# What is needed:
Each line below needs to be repeated precisely as it is.

# Records for the exercise:
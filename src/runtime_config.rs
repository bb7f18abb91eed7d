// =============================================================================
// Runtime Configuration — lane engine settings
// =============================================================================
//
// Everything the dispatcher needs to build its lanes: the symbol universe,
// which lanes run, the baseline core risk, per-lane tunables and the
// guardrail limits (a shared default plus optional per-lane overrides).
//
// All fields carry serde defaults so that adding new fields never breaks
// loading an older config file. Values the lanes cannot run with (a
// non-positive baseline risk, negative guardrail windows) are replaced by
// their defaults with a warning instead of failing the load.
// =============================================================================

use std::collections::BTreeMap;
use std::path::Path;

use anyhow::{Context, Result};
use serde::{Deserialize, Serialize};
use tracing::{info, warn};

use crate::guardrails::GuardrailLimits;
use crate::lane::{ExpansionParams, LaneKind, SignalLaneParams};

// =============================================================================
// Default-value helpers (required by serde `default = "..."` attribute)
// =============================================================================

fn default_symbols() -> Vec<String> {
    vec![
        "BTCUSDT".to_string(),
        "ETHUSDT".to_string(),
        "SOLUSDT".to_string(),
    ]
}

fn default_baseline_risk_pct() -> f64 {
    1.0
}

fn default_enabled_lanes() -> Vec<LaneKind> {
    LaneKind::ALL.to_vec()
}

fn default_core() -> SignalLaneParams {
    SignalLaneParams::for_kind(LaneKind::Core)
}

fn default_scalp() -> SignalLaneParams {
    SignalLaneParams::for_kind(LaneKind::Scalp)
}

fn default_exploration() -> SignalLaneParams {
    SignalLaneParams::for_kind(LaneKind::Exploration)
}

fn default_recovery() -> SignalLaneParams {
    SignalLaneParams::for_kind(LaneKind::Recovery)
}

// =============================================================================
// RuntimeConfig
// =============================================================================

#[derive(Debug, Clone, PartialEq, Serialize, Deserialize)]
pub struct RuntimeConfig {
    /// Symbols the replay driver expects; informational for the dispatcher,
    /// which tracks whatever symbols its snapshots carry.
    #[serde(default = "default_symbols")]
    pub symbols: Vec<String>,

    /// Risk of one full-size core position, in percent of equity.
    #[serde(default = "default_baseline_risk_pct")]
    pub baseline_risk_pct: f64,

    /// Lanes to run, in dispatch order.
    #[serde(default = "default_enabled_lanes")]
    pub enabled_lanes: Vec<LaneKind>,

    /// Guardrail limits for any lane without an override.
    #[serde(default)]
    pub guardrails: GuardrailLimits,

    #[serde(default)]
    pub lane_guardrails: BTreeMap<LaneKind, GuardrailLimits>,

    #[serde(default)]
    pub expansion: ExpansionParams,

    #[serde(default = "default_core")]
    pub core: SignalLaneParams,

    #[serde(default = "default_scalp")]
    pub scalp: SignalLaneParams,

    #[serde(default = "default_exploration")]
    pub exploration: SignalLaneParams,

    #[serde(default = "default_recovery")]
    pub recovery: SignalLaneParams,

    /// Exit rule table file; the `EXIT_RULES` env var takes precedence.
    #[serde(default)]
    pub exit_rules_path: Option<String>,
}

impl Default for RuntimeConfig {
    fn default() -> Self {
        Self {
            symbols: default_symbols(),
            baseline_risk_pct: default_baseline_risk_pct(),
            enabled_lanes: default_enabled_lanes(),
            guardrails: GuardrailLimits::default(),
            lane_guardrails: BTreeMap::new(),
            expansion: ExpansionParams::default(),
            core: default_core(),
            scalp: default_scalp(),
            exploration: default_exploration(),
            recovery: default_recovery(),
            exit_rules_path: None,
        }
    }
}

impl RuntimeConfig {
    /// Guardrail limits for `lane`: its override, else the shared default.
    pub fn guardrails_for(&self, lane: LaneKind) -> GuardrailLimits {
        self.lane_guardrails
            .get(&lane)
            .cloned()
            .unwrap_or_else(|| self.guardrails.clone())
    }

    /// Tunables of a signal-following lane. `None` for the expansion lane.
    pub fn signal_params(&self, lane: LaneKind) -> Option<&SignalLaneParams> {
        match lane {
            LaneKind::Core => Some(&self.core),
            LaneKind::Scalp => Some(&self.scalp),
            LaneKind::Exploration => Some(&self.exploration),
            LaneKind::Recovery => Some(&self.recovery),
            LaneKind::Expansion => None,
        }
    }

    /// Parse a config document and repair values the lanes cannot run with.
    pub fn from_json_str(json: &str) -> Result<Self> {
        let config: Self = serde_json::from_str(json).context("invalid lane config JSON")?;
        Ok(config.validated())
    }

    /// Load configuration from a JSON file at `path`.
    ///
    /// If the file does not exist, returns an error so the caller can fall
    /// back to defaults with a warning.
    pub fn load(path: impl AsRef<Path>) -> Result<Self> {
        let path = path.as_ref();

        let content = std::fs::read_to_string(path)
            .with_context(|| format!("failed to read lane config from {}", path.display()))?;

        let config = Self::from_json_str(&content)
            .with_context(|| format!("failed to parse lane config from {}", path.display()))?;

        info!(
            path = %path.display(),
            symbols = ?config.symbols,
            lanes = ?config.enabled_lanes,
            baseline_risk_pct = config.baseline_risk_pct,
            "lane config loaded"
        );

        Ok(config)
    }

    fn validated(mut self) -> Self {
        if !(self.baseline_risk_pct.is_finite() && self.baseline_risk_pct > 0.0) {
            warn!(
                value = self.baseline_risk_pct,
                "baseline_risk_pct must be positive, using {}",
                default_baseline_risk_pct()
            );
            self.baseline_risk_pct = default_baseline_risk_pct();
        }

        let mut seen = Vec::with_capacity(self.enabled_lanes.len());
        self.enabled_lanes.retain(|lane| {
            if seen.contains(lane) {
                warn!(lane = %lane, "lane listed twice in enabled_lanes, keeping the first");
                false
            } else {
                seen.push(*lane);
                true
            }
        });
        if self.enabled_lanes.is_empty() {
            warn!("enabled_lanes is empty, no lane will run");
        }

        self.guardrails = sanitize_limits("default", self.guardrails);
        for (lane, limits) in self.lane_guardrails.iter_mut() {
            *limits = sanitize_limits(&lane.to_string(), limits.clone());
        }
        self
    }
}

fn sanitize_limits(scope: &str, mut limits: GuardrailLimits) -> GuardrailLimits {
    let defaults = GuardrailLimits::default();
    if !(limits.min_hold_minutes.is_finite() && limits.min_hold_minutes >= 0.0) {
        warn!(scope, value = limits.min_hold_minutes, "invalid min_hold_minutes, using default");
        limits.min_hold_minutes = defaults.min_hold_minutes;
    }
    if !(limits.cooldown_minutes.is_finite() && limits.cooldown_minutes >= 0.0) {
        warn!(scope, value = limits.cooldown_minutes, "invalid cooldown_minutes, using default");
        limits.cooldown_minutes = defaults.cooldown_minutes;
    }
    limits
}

# Result of this exercise:
filename src/runtime_config.rs
repository bb7f18abb91eed7d
// =============================================================================
// Runtime Configuration — lane engine settings
// =============================================================================
//
// Everything the dispatcher needs to build its lanes: the symbol universe,
// which lanes run, the baseline core risk, per-lane tunables and the
// guardrail limits (a shared default plus optional per-lane overrides).
//
// All fields carry serde defaults so that adding new fields never breaks
// loading an older config file. Values the lanes cannot run with (a
// non-positive baseline risk, negative guardrail windows) are replaced by
// their defaults with a warning instead of failing the load.
// =============================================================================

use std::collections::BTreeMap;
use std::path::Path;

use anyhow::{Context, Result};
use serde::{Deserialize, Serialize};
use tracing::{info, warn};

use crate::guardrails::GuardrailLimits;
use crate::lane::{ExpansionParams, LaneKind, SignalLaneParams};

// =============================================================================
// Default-value helpers (required by serde `default = "..."` attribute)
// =============================================================================

fn default_symbols() -> Vec<String> {
    vec![
        "BTCUSDT".to_string(),
        "ETHUSDT".to_string(),
        "SOLUSDT".to_string(),
    ]
}

fn default_baseline_risk_pct() -> f64 {
    1.0
}

fn default_enabled_lanes() -> Vec<LaneKind> {
    LaneKind::ALL.to_vec()
}

fn default_core() -> SignalLaneParams {
    SignalLaneParams::for_kind(LaneKind::Core)
}

fn default_scalp() -> SignalLaneParams {
    SignalLaneParams::for_kind(LaneKind::Scalp)
}

fn default_exploration() -> SignalLaneParams {
    SignalLaneParams::for_kind(LaneKind::Exploration)
}

fn default_recovery() -> SignalLaneParams {
    SignalLaneParams::for_kind(LaneKind::Recovery)
}

// =============================================================================
// RuntimeConfig
// =============================================================================

#[derive(Debug, Clone, PartialEq, Serialize, Deserialize)]
pub struct RuntimeConfig {
    /// Symbols the replay driver expects; informational for the dispatcher,
    /// which tracks whatever symbols its snapshots carry.
    #[serde(default = "default_symbols")]
    pub symbols: Vec<String>,

    /// Risk of one full-size core position, in percent of equity.
    #[serde(default = "default_baseline_risk_pct")]
    pub baseline_risk_pct: f64,

    /// Lanes to run, in dispatch order.
    #[serde(default = "default_enabled_lanes")]
    pub enabled_lanes: Vec<LaneKind>,

    /// Guardrail limits for any lane without an override.
    #[serde(default)]
    pub guardrails: GuardrailLimits,

    #[serde(default)]
    pub lane_guardrails: BTreeMap<LaneKind, GuardrailLimits>,

    #[serde(default)]
    pub expansion: ExpansionParams,

    #[serde(default = "default_core")]
    pub core: SignalLaneParams,

    #[serde(default = "default_scalp")]
    pub scalp: SignalLaneParams,

    #[serde(default = "default_exploration")]
    pub exploration: SignalLaneParams,

    #[serde(default = "default_recovery")]
    pub recovery: SignalLaneParams,

    /// Exit rule table file; the `EXIT_RULES` env var takes precedence.
    #[serde(default)]
    pub exit_rules_path: Option<String>,
}

impl Default for RuntimeConfig {
    fn default() -> Self {
        Self {
            symbols: default_symbols(),
            baseline_risk_pct: default_baseline_risk_pct(),
            enabled_lanes: default_enabled_lanes(),
            guardrails: GuardrailLimits::default(),
            lane_guardrails: BTreeMap::new(),
            expansion: ExpansionParams::default(),
            core: default_core(),
            scalp: default_scalp(),
            exploration: default_exploration(),
            recovery: default_recovery(),
            exit_rules_path: None,
        }
    }
}

impl RuntimeConfig {
    /// Guardrail limits for `lane`: its override, else the shared default.
    pub fn guardrails_for(&self, lane: LaneKind) -> GuardrailLimits {
        self.lane_guardrails
            .get(&lane)
            .cloned()
            .unwrap_or_else(|| self.guardrails.clone())
    }

    /// Tunables of a signal-following lane. `None` for the expansion lane.
    pub fn signal_params(&self, lane: LaneKind) -> Option<&SignalLaneParams> {
        match lane {
            LaneKind::Core => Some(&self.core),
            LaneKind::Scalp => Some(&self.scalp),
            LaneKind::Exploration => Some(&self.exploration),
            LaneKind::Recovery => Some(&self.recovery),
            LaneKind::Expansion => None,
        }
    }

    /// Parse a config document and repair values the lanes cannot run with.
    pub fn from_json_str(json: &str) -> Result<Self> {
        let config: Self = serde_json::from_str(json).context("invalid lane config JSON")?;
        Ok(config.validated())
    }

    /// Load configuration from a JSON file at `path`.
    ///
    /// If the file does not exist, returns an error so the caller can fall
    /// back to defaults with a warning.
    pub fn load(path: impl AsRef<Path>) -> Result<Self> {
        let path = path.as_ref();

        let content = std::fs::read_to_string(path)
            .with_context(|| format!("failed to read lane config from {}", path.display()))?;

        let config = Self::from_json_str(&content)
            .with_context(|| format!("failed to parse lane config from {}", path.display()))?;

        info!(
            path = %path.display(),
            symbols = ?config.symbols,
            lanes = ?config.enabled_lanes,
            baseline_risk_pct = config.baseline_risk_pct,
            "lane config loaded"
        );

        Ok(config)
    }

    fn validated(mut self) -> Self {
        if !(self.baseline_risk_pct.is_finite() && self.baseline_risk_pct > 0.0) {
            warn!(
                value = self.baseline_risk_pct,
                "baseline_risk_pct must be positive, using {}",
                default_baseline_risk_pct()
            );
            self.baseline_risk_pct = default_baseline_risk_pct();
        }

        let mut seen = Vec::with_capacity(self.enabled_lanes.len());
        self.enabled_lanes.retain(|lane| {
            if seen.contains(lane) {
                warn!(lane = %lane, "lane listed twice in enabled_lanes, keeping the first");
                false
            } else {
                seen.push(*lane);
                true
            }
        });
        if self.enabled_lanes.is_empty() {
            warn!("enabled_lanes is empty, no lane will run");
        }

        self.guardrails = sanitize_limits("default", self.guardrails);
        for (lane, limits) in self.lane_guardrails.iter_mut() {
            *limits = sanitize_limits(&lane.to_string(), limits.clone());
        }
        self
    }
}

fn sanitize_limits(scope: &str, mut limits: GuardrailLimits) -> GuardrailLimits {
    let defaults = GuardrailLimits::default();
    if !(limits.min_hold_minutes.is_finite() && limits.min_hold_minutes >= 0.0) {
        warn!(scope, value = limits.min_hold_minutes, "invalid min_hold_minutes, using default");
        limits.min_hold_minutes = defaults.min_hold_minutes;
    }
    if !(limits.cooldown_minutes.is_finite() && limits.cooldown_minutes >= 0.0) {
        warn!(scope, value = limits.cooldown_minutes, "invalid cooldown_minutes, using default");
        limits.cooldown_minutes = defaults.cooldown_minutes;
    }
    limits
}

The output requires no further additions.